St Peter's, Dewsbury Road, Hunslet Moor was founded by Leeds Church Extension Society, and designed by William Perkin (d.1874) & Son of Leeds. The foundation stone was laid on Thursday 10 May 1866, and the church was consecrated on 2 July 1868. It was built of brick and stone, with white sandstone dressings, and had a 128 ft (38m) spire. It was demolished in the 20th century and replaced by flats in St Peter's Court.
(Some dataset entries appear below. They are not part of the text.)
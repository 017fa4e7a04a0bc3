//! Database migrations

use sea_orm_migration::prelude::*;

pub struct Migrator;

#[async_trait::async_trait]
impl MigratorTrait for Migrator {
    fn migrations() -> Vec<Box<dyn MigrationTrait>> {
        vec![
            Box::new(m20250301_000001_create_initial_tables::Migration),
            Box::new(m20250302_000001_add_activity_log::Migration),
        ]
    }
}

mod m20250301_000001_create_initial_tables;
mod m20250302_000001_add_activity_log;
"There is a pleasing porch, having a central circular shaft of Rotherham stone, with a moulded vase and carved capital, the entrance being flanked with similar columns, and the angle being flanked with a carved stone cross ... Inside, the aisles are divided from the nave by two fine arcades of arches, which spring from massive columns having central dog-tooth bands, moulded bases and carved capitals. An ornament is introduced into the springers and keystones which has a very novel and pleasing effect. It consists of an incised scroll filled in with black cement, and the effect is still further increased by a band of black bricks, which runs round each arch, the latter being constructed of voussoirs of red and white bricks alternately ... The windows are divided with circular shafts which spring from carved bosses ... Messrs Ingle and Mawer, stone carvers."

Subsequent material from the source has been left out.